### What to do
From the entries below, copy exactly the lines from the one that contains "filename src/domain/filters.rs" through the one that contains "let sin_theta = theta_over_two.sin();", both included, and only those.

*** Opening Data listing ***

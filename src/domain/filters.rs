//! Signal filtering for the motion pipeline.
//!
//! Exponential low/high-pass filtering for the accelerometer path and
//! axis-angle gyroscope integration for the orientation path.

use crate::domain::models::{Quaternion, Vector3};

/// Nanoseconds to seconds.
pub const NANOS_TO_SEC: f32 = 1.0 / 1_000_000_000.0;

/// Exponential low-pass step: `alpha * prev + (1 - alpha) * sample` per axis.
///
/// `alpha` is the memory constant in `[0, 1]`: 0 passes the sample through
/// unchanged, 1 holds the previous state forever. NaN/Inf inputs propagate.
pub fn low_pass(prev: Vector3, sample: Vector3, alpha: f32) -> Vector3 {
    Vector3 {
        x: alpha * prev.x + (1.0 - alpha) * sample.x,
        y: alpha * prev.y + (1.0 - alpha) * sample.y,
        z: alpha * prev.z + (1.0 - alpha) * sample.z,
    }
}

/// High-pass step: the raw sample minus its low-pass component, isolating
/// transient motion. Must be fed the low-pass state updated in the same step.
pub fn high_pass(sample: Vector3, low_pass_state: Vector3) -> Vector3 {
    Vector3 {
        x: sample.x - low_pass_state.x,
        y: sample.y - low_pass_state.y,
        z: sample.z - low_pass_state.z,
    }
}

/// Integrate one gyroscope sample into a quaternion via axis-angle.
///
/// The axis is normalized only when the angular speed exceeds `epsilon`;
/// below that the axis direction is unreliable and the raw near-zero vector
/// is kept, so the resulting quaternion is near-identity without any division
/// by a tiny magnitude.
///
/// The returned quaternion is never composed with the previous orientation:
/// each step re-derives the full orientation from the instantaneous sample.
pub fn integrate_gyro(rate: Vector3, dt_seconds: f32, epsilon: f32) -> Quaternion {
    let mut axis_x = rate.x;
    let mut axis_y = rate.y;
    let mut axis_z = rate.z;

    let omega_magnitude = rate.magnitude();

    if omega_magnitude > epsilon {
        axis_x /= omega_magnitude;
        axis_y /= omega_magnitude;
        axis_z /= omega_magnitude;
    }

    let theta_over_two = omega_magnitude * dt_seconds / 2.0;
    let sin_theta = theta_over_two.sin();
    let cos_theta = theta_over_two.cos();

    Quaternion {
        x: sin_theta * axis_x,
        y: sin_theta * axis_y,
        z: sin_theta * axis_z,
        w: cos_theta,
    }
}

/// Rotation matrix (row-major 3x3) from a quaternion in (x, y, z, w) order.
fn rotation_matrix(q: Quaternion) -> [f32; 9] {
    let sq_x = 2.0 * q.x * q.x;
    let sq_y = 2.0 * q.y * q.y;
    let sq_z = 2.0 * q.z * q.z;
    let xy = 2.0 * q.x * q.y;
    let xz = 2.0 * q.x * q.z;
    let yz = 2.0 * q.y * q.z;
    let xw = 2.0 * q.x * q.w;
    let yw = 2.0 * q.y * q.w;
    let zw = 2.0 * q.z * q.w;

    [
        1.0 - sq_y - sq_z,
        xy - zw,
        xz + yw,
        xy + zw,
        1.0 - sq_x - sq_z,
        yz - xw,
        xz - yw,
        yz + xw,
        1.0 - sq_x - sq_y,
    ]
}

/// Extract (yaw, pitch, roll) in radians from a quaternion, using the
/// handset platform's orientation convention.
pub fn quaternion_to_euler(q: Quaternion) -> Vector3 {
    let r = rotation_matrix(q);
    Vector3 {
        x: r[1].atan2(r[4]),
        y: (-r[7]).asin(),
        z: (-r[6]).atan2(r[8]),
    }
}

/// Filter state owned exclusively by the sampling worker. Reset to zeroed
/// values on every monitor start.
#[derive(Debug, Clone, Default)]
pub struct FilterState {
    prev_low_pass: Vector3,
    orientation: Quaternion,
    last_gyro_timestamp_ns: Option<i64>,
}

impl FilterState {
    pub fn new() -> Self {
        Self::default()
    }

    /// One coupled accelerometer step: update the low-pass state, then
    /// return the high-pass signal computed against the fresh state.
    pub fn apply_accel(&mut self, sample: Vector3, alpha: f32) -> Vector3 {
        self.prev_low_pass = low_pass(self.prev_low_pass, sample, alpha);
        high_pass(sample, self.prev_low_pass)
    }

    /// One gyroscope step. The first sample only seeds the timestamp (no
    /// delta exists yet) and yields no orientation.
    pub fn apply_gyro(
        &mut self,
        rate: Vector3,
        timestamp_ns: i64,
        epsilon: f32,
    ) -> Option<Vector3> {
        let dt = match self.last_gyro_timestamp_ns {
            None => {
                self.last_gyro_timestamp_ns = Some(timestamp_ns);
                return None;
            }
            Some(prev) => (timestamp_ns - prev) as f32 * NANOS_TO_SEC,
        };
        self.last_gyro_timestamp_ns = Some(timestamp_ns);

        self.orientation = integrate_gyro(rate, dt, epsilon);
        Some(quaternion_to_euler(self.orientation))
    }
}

*** Closing Data listing ***
*** Opening Data listing ***

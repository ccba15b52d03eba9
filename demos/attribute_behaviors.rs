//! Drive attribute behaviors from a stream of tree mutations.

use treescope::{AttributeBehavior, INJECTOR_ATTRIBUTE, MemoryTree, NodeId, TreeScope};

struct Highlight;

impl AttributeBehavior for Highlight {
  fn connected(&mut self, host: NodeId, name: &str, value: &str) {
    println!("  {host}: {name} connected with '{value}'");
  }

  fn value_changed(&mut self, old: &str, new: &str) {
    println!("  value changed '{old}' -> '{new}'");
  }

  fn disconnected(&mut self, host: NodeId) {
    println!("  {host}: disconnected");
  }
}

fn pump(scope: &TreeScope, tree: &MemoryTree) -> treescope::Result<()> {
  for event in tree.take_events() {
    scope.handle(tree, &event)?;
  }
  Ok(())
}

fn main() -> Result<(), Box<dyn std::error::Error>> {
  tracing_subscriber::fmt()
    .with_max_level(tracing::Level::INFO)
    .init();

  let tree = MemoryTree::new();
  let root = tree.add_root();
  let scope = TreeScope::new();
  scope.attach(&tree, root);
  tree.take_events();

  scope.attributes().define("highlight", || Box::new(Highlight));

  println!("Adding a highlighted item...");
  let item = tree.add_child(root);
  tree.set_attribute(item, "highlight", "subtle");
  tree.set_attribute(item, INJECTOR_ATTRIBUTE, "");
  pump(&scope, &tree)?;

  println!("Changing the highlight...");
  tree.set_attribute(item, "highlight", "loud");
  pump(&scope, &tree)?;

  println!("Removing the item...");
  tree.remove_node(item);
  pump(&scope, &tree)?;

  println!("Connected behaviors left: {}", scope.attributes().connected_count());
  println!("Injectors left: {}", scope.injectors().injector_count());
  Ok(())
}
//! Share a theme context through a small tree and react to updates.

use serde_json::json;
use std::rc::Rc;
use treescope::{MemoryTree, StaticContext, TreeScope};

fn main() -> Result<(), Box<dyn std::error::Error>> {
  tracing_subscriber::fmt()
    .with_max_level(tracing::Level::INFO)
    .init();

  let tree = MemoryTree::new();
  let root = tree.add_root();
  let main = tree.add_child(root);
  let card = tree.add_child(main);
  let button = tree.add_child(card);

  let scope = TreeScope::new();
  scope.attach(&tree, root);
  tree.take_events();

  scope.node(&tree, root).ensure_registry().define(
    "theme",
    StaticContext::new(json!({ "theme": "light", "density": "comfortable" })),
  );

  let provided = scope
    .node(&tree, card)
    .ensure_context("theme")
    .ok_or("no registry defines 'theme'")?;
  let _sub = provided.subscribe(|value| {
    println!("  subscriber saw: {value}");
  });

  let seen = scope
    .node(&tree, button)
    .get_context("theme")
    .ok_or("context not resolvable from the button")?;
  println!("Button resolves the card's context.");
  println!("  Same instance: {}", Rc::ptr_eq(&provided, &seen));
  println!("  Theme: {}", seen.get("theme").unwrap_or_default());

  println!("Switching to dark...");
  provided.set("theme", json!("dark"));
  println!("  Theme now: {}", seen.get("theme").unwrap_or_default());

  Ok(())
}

*** Closing Data listing ***

### Exercise output
filename src/domain/filters.rs
//! Signal filtering for the motion pipeline.
//!
//! Exponential low/high-pass filtering for the accelerometer path and
//! axis-angle gyroscope integration for the orientation path.

use crate::domain::models::{Quaternion, Vector3};

/// Nanoseconds to seconds.
pub const NANOS_TO_SEC: f32 = 1.0 / 1_000_000_000.0;

/// Exponential low-pass step: `alpha * prev + (1 - alpha) * sample` per axis.
///
/// `alpha` is the memory constant in `[0, 1]`: 0 passes the sample through
/// unchanged, 1 holds the previous state forever. NaN/Inf inputs propagate.
pub fn low_pass(prev: Vector3, sample: Vector3, alpha: f32) -> Vector3 {
    Vector3 {
        x: alpha * prev.x + (1.0 - alpha) * sample.x,
        y: alpha * prev.y + (1.0 - alpha) * sample.y,
        z: alpha * prev.z + (1.0 - alpha) * sample.z,
    }
}

/// High-pass step: the raw sample minus its low-pass component, isolating
/// transient motion. Must be fed the low-pass state updated in the same step.
pub fn high_pass(sample: Vector3, low_pass_state: Vector3) -> Vector3 {
    Vector3 {
        x: sample.x - low_pass_state.x,
        y: sample.y - low_pass_state.y,
        z: sample.z - low_pass_state.z,
    }
}

/// Integrate one gyroscope sample into a quaternion via axis-angle.
///
/// The axis is normalized only when the angular speed exceeds `epsilon`;
/// below that the axis direction is unreliable and the raw near-zero vector
/// is kept, so the resulting quaternion is near-identity without any division
/// by a tiny magnitude.
///
/// The returned quaternion is never composed with the previous orientation:
/// each step re-derives the full orientation from the instantaneous sample.
pub fn integrate_gyro(rate: Vector3, dt_seconds: f32, epsilon: f32) -> Quaternion {
    let mut axis_x = rate.x;
    let mut axis_y = rate.y;
    let mut axis_z = rate.z;

    let omega_magnitude = rate.magnitude();

    if omega_magnitude > epsilon {
        axis_x /= omega_magnitude;
        axis_y /= omega_magnitude;
        axis_z /= omega_magnitude;
    }

    let theta_over_two = omega_magnitude * dt_seconds / 2.0;
    let sin_theta = theta_over_two.sin();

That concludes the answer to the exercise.